-- Work request --
Only lines holding the word "Checkpoint" are wanted from the records; copy all of them.

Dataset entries
........
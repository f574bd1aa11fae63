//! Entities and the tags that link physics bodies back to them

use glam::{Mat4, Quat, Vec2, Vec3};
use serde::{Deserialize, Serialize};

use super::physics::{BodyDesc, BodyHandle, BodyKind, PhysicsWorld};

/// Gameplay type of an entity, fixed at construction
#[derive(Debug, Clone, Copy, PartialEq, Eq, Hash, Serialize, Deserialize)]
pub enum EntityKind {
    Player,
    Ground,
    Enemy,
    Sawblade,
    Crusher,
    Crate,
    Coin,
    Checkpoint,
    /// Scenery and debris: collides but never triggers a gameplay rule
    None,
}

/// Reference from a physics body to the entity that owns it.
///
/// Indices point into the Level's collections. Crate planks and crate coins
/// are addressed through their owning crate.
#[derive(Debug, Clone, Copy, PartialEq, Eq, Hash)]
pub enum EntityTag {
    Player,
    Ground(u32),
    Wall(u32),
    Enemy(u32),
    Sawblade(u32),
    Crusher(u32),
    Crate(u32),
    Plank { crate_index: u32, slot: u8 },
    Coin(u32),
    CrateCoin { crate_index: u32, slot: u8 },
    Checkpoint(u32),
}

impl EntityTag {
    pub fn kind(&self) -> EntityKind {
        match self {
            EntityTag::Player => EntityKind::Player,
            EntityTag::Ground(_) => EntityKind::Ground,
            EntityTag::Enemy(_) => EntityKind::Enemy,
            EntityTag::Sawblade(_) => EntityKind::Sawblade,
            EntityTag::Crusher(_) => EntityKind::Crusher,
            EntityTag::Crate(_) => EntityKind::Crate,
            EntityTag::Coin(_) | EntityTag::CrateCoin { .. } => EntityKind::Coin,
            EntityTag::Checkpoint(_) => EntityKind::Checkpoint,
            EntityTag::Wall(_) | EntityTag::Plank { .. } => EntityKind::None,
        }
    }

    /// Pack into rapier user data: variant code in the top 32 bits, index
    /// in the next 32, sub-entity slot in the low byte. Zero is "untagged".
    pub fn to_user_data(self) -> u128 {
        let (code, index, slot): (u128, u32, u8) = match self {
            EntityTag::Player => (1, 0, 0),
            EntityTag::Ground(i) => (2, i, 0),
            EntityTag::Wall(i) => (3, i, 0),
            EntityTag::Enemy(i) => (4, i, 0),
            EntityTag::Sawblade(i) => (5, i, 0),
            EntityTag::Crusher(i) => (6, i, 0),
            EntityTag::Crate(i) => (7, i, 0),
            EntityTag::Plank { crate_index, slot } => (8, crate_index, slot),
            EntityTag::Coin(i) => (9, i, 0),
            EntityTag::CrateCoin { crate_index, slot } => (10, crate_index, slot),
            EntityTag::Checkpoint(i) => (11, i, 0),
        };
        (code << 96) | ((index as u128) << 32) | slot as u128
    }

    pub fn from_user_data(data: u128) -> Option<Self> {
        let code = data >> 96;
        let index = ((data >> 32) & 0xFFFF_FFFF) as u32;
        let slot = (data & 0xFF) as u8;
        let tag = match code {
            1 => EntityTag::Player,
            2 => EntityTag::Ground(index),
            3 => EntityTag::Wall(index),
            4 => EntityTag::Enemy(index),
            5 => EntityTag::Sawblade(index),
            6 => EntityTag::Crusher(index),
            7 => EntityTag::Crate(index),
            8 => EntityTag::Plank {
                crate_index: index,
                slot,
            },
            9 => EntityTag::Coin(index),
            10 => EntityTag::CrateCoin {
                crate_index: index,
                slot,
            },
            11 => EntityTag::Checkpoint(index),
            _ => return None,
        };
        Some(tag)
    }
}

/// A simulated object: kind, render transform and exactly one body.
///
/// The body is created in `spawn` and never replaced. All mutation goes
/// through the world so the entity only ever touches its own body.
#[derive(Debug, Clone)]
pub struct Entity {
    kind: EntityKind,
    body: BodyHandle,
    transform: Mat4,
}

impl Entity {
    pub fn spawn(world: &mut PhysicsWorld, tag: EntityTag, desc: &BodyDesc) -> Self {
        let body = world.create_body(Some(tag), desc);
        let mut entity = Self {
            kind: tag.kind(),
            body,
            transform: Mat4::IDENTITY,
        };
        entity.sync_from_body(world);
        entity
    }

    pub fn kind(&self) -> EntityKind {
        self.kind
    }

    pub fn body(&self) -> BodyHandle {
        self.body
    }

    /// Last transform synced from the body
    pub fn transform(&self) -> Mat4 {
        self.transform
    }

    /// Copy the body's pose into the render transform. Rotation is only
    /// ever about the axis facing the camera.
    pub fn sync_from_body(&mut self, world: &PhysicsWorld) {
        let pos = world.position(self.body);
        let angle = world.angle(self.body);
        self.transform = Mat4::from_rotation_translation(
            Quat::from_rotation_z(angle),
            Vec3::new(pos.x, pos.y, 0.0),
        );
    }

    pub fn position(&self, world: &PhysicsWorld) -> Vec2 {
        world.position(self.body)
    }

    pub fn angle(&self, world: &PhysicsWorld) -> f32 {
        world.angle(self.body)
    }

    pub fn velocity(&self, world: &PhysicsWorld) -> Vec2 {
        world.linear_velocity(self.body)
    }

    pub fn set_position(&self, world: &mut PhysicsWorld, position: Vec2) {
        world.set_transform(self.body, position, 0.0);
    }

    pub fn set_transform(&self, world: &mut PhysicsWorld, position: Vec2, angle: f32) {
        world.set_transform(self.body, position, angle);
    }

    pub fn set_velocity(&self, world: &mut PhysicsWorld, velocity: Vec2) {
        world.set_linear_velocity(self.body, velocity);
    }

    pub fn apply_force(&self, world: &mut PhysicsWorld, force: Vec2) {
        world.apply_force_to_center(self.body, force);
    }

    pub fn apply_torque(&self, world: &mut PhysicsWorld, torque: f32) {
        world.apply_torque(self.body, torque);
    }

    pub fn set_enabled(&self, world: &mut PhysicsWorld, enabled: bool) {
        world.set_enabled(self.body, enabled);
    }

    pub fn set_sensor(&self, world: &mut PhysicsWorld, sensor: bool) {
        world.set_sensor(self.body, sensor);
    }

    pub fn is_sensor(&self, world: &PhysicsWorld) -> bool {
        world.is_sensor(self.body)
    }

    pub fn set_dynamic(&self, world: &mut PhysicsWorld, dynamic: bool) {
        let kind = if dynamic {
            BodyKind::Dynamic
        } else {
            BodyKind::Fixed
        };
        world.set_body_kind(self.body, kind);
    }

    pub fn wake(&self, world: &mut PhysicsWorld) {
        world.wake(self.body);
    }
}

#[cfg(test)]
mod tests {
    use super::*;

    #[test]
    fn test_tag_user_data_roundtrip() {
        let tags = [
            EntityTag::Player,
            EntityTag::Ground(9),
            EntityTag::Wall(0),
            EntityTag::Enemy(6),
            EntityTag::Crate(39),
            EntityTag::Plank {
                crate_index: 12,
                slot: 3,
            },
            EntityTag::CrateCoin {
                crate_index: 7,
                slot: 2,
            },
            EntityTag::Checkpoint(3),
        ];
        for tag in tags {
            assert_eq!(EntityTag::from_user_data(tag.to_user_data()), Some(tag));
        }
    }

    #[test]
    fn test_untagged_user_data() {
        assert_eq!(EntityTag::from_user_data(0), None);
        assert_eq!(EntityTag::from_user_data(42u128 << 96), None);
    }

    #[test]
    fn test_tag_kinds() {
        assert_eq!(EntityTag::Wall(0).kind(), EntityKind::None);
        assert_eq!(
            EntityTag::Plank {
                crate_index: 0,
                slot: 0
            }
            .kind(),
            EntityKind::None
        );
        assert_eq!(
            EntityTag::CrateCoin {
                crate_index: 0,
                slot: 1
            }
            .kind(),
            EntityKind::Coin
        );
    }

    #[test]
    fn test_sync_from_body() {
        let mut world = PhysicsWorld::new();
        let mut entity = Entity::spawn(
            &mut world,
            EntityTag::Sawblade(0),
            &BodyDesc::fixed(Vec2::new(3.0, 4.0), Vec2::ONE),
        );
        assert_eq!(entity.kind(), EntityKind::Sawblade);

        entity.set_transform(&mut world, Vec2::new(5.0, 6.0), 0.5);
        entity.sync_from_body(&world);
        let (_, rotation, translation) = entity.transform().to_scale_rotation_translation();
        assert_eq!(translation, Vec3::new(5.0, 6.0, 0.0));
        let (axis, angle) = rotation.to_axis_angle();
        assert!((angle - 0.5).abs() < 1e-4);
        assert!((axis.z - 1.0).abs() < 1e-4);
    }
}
........
-- Output for this exercise --
    Checkpoint,
    Checkpoint(u32),
            EntityTag::Checkpoint(_) => EntityKind::Checkpoint,
            EntityTag::Checkpoint(i) => (11, i, 0),
            11 => EntityTag::Checkpoint(index),
            EntityTag::Checkpoint(3),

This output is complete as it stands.